Passé / Présent
Marie-Laure, notre présidente
Serge Raymond
Voilà ! Tu nous demande de dire, et écrire, nos sentiments à propos d’un texte, le tien, présenté sous forme d’inventaire. Plus simplement d’un bilan d’activités sur pratiquement treize ans de présidence. Tu conviendras que cette entreprise soit d’un exercice difficile sinon périlleux, encore compliqué par cette visio-conférence que je ressens comme une mascarade qui anesthésie l’expression des sentiments, la sensibilité des échanges, et fausse ou altère, voire appauvrit toute spontanéité. C’est par un étrange cheminement que j’ai relu, cet été, phase de déconfinement, le livre de S. de Beauvoir, La cérémonie des adieux suivi de Entretiens avec Jean-Paul Sartre. Août-Septembre 1974.

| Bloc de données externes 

//! Colored terminal output helpers.

use owo_colors::OwoColorize;

/// Output style configuration.
pub struct Output {
    /// Whether to use colored output.
    pub colored: bool,
}

impl Default for Output {
    fn default() -> Self {
        Self::new()
    }
}

impl Output {
    /// Colors enabled.
    pub fn new() -> Self {
        Self { colored: true }
    }

    /// Colors disabled.
    pub fn no_color() -> Self {
        Self { colored: false }
    }

    /// Print the startup banner.
    pub fn banner(&self) {
        if self.colored {
            println!(
                "\n  {} {}\n",
                "vellum".bright_cyan().bold(),
                format!("v{}", env!("CARGO_PKG_VERSION")).dimmed()
            );
        } else {
            println!("\n  vellum v{}\n", env!("CARGO_PKG_VERSION"));
        }
    }

    /// Success message with a checkmark.
    pub fn success(&self, message: &str) {
        if self.colored {
            println!("  {} {}", "✓".green().bold(), message.green());
        } else {
            println!("  [OK] {}", message);
        }
    }

    /// Informational message.
    pub fn info(&self, message: &str) {
        if self.colored {
            println!("  {} {}", "•".blue(), message);
        } else {
            println!("  [INFO] {}", message);
        }
    }

    /// Warning message.
    pub fn warning(&self, message: &str) {
        if self.colored {
            println!("  {} {}", "⚠".yellow().bold(), message.yellow());
        } else {
            println!("  [WARN] {}", message);
        }
    }

    /// Error message, to stderr.
    pub fn error(&self, message: &str) {
        if self.colored {
            eprintln!("  {} {}", "✗".red().bold(), message.red());
        } else {
            eprintln!("  [ERROR] {}", message);
        }
    }

    /// A key-value detail line, indented under a previous message.
    pub fn detail(&self, key: &str, value: &str) {
        if self.colored {
            println!("    {} {}", format!("{}:", key).dimmed(), value);
        } else {
            println!("    {}: {}", key, value);
        }
    }

    /// Section heading.
    pub fn heading(&self, text: &str) {
        if self.colored {
            println!("\n  {}\n", text.bright_white().bold());
        } else {
            println!("\n  {}\n", text);
        }
    }
}
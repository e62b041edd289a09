//! Google Gemini LLM client.
//!
//! Talks to the Generative Language API v1beta (`:generateContent` and
//! `:streamGenerateContent`) over reqwest. This is the default generation
//! backend and the only multimodal one: `generate_with_images` sends local
//! image files as base64 `inlineData` parts.

use crate::llm::client::{LlmClient, ModelInfo};
use crate::types::{AppError, Result};
use async_trait::async_trait;
use base64::Engine;
use futures::StreamExt;
use serde::Deserialize;
use serde_json::json;
use std::time::Duration;

const DEFAULT_BASE_URL: &str = "https://generativelanguage.googleapis.com";
const REQUEST_TIMEOUT_SECS: u64 = 120;

/// Gemini client for API-based inference.
pub struct GeminiClient {
    client: reqwest::Client,
    base_url: String,
    api_key: String,
    model: String,
}

impl GeminiClient {
    /// Create a new Gemini client.
    ///
    /// # Errors
    ///
    /// Fails with a configuration error if the API key is empty, matching
    /// the behavior of provider construction elsewhere: misconfiguration
    /// surfaces at startup, not on the first request.
    pub fn new(api_key: String, model: String) -> Result<Self> {
        if api_key.trim().is_empty() {
            return Err(AppError::Configuration(
                "Google API key is required. Set GOOGLE_API_KEY or pass a key explicitly"
                    .to_string(),
            ));
        }

        let client = reqwest::Client::builder()
            .timeout(Duration::from_secs(REQUEST_TIMEOUT_SECS))
            .build()
            .map_err(|e| AppError::Internal(format!("Failed to build HTTP client: {}", e)))?;

        Ok(Self {
            client,
            base_url: DEFAULT_BASE_URL.to_string(),
            api_key,
            model,
        })
    }

    /// Point the client at a different API host. Used by tests.
    pub fn with_base_url(mut self, base_url: impl Into<String>) -> Self {
        self.base_url = base_url.into();
        self
    }

    fn endpoint(&self, method: &str) -> String {
        format!(
            "{}/v1beta/models/{}:{}?key={}",
            self.base_url.trim_end_matches('/'),
            self.model,
            method,
            self.api_key
        )
    }

    /// Build a generateContent body from user/model turns and an optional
    /// system instruction.
    fn build_body(contents: Vec<serde_json::Value>, system: Option<&str>) -> serde_json::Value {
        let mut body = json!({ "contents": contents });
        if let Some(sys) = system {
            body["systemInstruction"] = json!({ "parts": [{ "text": sys }] });
        }
        body
    }

    fn user_turn(text: &str) -> serde_json::Value {
        json!({ "role": "user", "parts": [{ "text": text }] })
    }

    async fn send(&self, body: &serde_json::Value) -> Result<GenerateResponse> {
        let response = self
            .client
            .post(self.endpoint("generateContent"))
            .json(body)
            .send()
            .await
            .map_err(|e| AppError::Llm(format!("Gemini request failed: {}", e)))?;

        let status = response.status();
        let text = response
            .text()
            .await
            .map_err(|e| AppError::Llm(format!("Gemini response read failed: {}", e)))?;

        if !status.is_success() {
            return Err(AppError::Llm(format!(
                "Gemini API error ({}): {}",
                status, text
            )));
        }

        serde_json::from_str(&text)
            .map_err(|e| AppError::Llm(format!("Gemini response parse error: {}", e)))
    }

    /// Pull the first candidate's concatenated text out of a response.
    fn extract_text(response: GenerateResponse) -> Result<String> {
        let text = response
            .candidates
            .into_iter()
            .find_map(|c| c.content)
            .map(|c| {
                c.parts
                    .into_iter()
                    .filter_map(|p| p.text)
                    .collect::<Vec<_>>()
                    .join("")
            })
            .unwrap_or_default();

        if text.is_empty() {
            return Err(AppError::Llm("Empty response from Gemini".to_string()));
        }
        Ok(text)
    }

    fn mime_type_for(path: &str) -> Result<&'static str> {
        let extension = path.rsplit('.').next().unwrap_or_default().to_lowercase();
        match extension.as_str() {
            "png" => Ok("image/png"),
            "jpg" | "jpeg" => Ok("image/jpeg"),
            "webp" => Ok("image/webp"),
            other => Err(AppError::InvalidInput(format!(
                "Unsupported image type '.{}' (png, jpeg, webp)",
                other
            ))),
        }
    }
}

#[derive(Debug, Deserialize)]
struct GenerateResponse {
    #[serde(default)]
    candidates: Vec<Candidate>,
}

#[derive(Debug, Deserialize)]
struct Candidate {
    content: Option<CandidateContent>,
}

#[derive(Debug, Deserialize)]
struct CandidateContent {
    #[serde(default)]
    parts: Vec<CandidatePart>,
}

#[derive(Debug, Deserialize)]
struct CandidatePart {
    text: Option<String>,
}

#[async_trait]
impl LlmClient for GeminiClient {
    async fn generate(&self, prompt: &str) -> Result<String> {
        let body = Self::build_body(vec![Self::user_turn(prompt)], None);
        Self::extract_text(self.send(&body).await?)
    }

    async fn generate_with_system(&self, system: &str, prompt: &str) -> Result<String> {
        let body = Self::build_body(vec![Self::user_turn(prompt)], Some(system));
        Self::extract_text(self.send(&body).await?)
    }

    async fn generate_with_history(&self, messages: &[(String, String)]) -> Result<String> {
        // Gemini keeps the system prompt out of the turn list.
        let mut system: Option<String> = None;
        let mut contents = Vec::with_capacity(messages.len());

        for (role, content) in messages {
            match role.as_str() {
                "system" => system = Some(content.clone()),
                "assistant" => {
                    contents.push(json!({ "role": "model", "parts": [{ "text": content }] }))
                }
                _ => contents.push(json!({ "role": "user", "parts": [{ "text": content }] })),
            }
        }

        let body = Self::build_body(contents, system.as_deref());
        Self::extract_text(self.send(&body).await?)
    }

    async fn generate_with_images(&self, prompt: &str, image_paths: &[String]) -> Result<String> {
        let mut parts = vec![json!({ "text": prompt })];

        for path in image_paths {
            let mime_type = Self::mime_type_for(path)?;
            let bytes = tokio::fs::read(path)
                .await
                .map_err(|e| AppError::InvalidInput(format!("Cannot read image {}: {}", path, e)))?;
            let data = base64::engine::general_purpose::STANDARD.encode(bytes);
            parts.push(json!({ "inlineData": { "mimeType": mime_type, "data": data } }));
        }

        let contents = vec![json!({ "role": "user", "parts": parts })];
        let body = Self::build_body(contents, None);
        Self::extract_text(self.send(&body).await?)
    }

    async fn stream(
        &self,
        prompt: &str,
    ) -> Result<Box<dyn futures::Stream<Item = Result<String>> + Send + Unpin>> {
        let body = Self::build_body(vec![Self::user_turn(prompt)], None);
        let url = format!("{}&alt=sse", self.endpoint("streamGenerateContent"));

        let response = self
            .client
            .post(url)
            .json(&body)
            .send()
            .await
            .map_err(|e| AppError::Llm(format!("Gemini request failed: {}", e)))?;

        let status = response.status();
        if !status.is_success() {
            let text = response.text().await.unwrap_or_default();
            return Err(AppError::Llm(format!(
                "Gemini API error ({}): {}",
                status, text
            )));
        }

        let mut bytes = response.bytes_stream();

        // The endpoint emits server-sent events: one `data: {json}` line per
        // chunk. Buffer bytes until a full line is available.
        let result_stream = async_stream::stream! {
            let mut buffer = String::new();
            while let Some(chunk) = bytes.next().await {
                match chunk {
                    Ok(data) => {
                        buffer.push_str(&String::from_utf8_lossy(&data));
                        while let Some(newline) = buffer.find('\n') {
                            let line: String = buffer.drain(..=newline).collect();
                            let line = line.trim();
                            let Some(payload) = line.strip_prefix("data:") else {
                                continue;
                            };
                            let payload = payload.trim();
                            if payload.is_empty() {
                                continue;
                            }
                            match serde_json::from_str::<GenerateResponse>(payload) {
                                Ok(parsed) => {
                                    if let Ok(text) = Self::extract_text(parsed) {
                                        yield Ok(text);
                                    }
                                }
                                Err(e) => {
                                    yield Err(AppError::Llm(format!(
                                        "Gemini stream parse error: {}",
                                        e
                                    )));
                                }
                            }
                        }
                    }
                    Err(e) => {
                        yield Err(AppError::Llm(format!("Gemini stream error: {}", e)));
                        break;
                    }
                }
            }
        };

        Ok(Box::new(Box::pin(result_stream)))
    }

    fn model_name(&self) -> &str {
        &self.model
    }

    fn model_info(&self) -> ModelInfo {
        ModelInfo {
            name: self.model.clone(),
            provider: "Google".to_string(),
            supports_streaming: true,
            supports_vision: true,
        }
    }
}

#[cfg(test)]
mod tests {
    use super::*;

    #[test]
    fn rejects_empty_api_key() {
        let result = GeminiClient::new("  ".to_string(), "gemini-1.5-pro".to_string());
        assert!(matches!(result, Err(AppError::Configuration(_))));
    }

    #[test]
    fn endpoint_includes_model_and_key() {
        let client = GeminiClient::new("k123".to_string(), "gemini-1.5-pro".to_string()).unwrap();
        let url = client.endpoint("generateContent");
        assert_eq!(
            url,
            "https://generativelanguage.googleapis.com/v1beta/models/gemini-1.5-pro:generateContent?key=k123"
        );
    }

    #[test]
    fn system_prompt_becomes_system_instruction() {
        let body = GeminiClient::build_body(
            vec![GeminiClient::user_turn("hi")],
            Some("You are terse."),
        );
        assert_eq!(
            body["systemInstruction"]["parts"][0]["text"],
            json!("You are terse.")
        );
        assert_eq!(body["contents"][0]["role"], json!("user"));
    }

    #[test]
    fn extract_text_joins_parts() {
        let response = GenerateResponse {
            candidates: vec![Candidate {
                content: Some(CandidateContent {
                    parts: vec![
                        CandidatePart {
                            text: Some("Hello ".to_string()),
                        },
                        CandidatePart {
                            text: Some("world".to_string()),
                        },
                    ],
                }),
            }],
        };
        assert_eq!(GeminiClient::extract_text(response).unwrap(), "Hello world");
    }

    #[test]
    fn extract_text_rejects_empty_candidates() {
        let response = GenerateResponse { candidates: vec![] };
        assert!(GeminiClient::extract_text(response).is_err());
    }

    #[test]
    fn mime_type_mapping() {
        assert_eq!(GeminiClient::mime_type_for("fig.png").unwrap(), "image/png");
        assert_eq!(
            GeminiClient::mime_type_for("scan.JPEG").unwrap(),
            "image/jpeg"
        );
        assert!(GeminiClient::mime_type_for("doc.tiff").is_err());
    }

    #[test]
    fn model_info_reports_vision_support() {
        let client = GeminiClient::new("k".to_string(), "gemini-1.5-pro".to_string()).unwrap();
        let info = client.model_info();
        assert_eq!(info.provider, "Google");
        assert!(info.supports_vision);
        assert!(info.supports_streaming);
    }
}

En fin de lecture, j’éprouve un curieux sentiment de pitié pour le philosophe, interviewé par sa compagne de route. Elle lui règle son compte sans plus de cérémonie.
Tout ça, Marie Laure, c’est notre génération, et moi qui reprochait à S. de Beauvoir sa conception philosophique de l’homme, empruntée à Sartre, je me retrouve, peut-être est-ce dû au temps qui passe, plus proche aujourd’hui de cette philosophe. Ma mère n’avait pas tout compris. Bref, notre génération fut celle de la prévalence du contenu latent sur le contenu manifeste, de repérer ce qu’il y avait sous la scène pour éclairer mieux ce qui se passait sur la scène et, partant, de cerner au moins loin ce qui pouvait nous miner, nous mener, dans ce qui faisait l’essentiel de nos initiatives. Nous étions immergés dans un bain, celui d’une psychanalyse qui était en pleine essor. Où en sommes-nous aujourd’hui ? N’est pas ce travail qui fut le tient de tenir à bout de bras une conception du soin et de l’accompagnement auprès des moins munis qu’on appellera, faute de mieux, les « psychotiques ». Cet état d’esprit, ce retournement de mon sentiment à l’égard des écrits de cette philosophe vaut pour nos échanges CIPA. Car, il faut en convenir, la singularité de notre association réside dans un souci de compatibilité, c’est à dire d’une recherche de conciliation des théories en opposition, ceci en traitant des effets cumulatifs de ces différends-différences. Pour dire tout ça dans une autre langue, celle de R.M Rilke :
« Chacun porte sa mort en soi, Comme le fruit son noyau »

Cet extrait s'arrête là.